In the material below, find each line holding the string "domain" and copy it.
──────────
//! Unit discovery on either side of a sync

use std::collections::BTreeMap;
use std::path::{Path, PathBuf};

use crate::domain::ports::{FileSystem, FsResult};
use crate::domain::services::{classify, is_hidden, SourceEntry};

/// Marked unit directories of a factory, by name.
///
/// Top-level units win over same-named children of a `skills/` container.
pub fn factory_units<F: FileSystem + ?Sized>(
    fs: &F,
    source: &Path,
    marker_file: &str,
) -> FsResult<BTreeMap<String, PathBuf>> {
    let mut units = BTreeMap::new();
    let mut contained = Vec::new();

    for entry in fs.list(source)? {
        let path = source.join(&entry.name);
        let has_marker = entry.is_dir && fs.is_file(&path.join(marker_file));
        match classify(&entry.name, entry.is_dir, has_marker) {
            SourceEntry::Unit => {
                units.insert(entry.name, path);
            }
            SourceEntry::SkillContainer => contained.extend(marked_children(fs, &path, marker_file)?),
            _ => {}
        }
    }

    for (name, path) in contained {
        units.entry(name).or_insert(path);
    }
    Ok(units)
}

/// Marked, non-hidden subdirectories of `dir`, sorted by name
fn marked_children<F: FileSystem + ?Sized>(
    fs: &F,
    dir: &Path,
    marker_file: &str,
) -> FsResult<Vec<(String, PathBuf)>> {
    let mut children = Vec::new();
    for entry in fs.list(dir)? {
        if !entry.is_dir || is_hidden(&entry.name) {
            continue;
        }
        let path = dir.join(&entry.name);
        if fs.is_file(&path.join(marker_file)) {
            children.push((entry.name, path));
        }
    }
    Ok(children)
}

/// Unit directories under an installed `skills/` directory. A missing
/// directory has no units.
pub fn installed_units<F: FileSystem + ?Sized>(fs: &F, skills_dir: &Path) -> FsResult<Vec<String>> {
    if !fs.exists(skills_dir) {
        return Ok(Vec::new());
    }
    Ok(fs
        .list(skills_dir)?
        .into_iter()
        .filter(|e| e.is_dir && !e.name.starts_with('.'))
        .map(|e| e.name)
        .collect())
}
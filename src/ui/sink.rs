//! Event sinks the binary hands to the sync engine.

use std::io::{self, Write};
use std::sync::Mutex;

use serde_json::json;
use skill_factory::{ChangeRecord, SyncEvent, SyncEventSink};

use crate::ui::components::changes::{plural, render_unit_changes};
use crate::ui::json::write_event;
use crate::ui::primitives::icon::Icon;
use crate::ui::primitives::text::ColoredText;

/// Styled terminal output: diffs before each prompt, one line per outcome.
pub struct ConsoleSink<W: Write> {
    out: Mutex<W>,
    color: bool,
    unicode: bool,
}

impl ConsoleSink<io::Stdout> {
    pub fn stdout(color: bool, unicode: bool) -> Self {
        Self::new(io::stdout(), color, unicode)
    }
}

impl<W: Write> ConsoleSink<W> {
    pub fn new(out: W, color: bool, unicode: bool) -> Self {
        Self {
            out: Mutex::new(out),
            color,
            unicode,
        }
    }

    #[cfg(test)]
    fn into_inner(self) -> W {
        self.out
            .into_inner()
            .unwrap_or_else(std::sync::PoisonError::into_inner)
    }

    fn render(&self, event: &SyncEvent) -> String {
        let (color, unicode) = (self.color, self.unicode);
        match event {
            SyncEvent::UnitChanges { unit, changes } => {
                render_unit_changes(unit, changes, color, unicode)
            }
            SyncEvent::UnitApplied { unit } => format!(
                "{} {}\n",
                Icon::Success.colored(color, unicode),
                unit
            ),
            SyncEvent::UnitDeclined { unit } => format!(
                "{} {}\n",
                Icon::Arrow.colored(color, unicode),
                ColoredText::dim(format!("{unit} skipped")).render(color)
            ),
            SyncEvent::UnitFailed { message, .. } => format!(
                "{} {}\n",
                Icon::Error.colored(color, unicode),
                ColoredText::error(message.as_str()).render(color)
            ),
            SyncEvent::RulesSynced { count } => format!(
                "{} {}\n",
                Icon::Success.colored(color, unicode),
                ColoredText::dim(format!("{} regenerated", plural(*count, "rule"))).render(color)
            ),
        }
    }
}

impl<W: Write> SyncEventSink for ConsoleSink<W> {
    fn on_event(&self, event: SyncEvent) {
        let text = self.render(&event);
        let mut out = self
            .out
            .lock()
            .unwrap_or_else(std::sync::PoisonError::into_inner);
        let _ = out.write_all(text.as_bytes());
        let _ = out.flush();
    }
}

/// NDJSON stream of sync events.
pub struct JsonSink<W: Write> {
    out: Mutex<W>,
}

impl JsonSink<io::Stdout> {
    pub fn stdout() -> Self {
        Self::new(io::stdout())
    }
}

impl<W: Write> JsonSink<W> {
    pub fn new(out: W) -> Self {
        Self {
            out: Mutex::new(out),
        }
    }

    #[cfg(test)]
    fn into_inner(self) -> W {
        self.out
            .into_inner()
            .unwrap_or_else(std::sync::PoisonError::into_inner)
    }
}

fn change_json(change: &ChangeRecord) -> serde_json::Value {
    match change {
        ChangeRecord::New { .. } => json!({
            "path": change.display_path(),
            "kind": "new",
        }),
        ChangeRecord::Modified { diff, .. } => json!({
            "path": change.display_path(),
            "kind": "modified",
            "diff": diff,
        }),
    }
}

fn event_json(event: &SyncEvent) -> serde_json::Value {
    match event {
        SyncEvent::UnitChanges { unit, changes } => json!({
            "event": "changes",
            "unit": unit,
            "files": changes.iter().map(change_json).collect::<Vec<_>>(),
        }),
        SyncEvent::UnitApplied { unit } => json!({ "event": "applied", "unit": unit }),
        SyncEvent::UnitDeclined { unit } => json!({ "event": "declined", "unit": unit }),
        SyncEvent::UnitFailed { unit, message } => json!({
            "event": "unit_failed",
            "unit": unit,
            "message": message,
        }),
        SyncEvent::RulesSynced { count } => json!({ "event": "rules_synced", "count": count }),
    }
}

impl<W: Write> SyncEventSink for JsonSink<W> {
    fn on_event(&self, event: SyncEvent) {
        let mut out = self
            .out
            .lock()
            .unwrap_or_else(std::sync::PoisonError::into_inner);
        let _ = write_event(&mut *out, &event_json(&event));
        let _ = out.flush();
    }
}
──────────
#### Result of the exercise
use crate::domain::ports::{FileSystem, FsResult};
use crate::domain::services::{classify, is_hidden, SourceEntry};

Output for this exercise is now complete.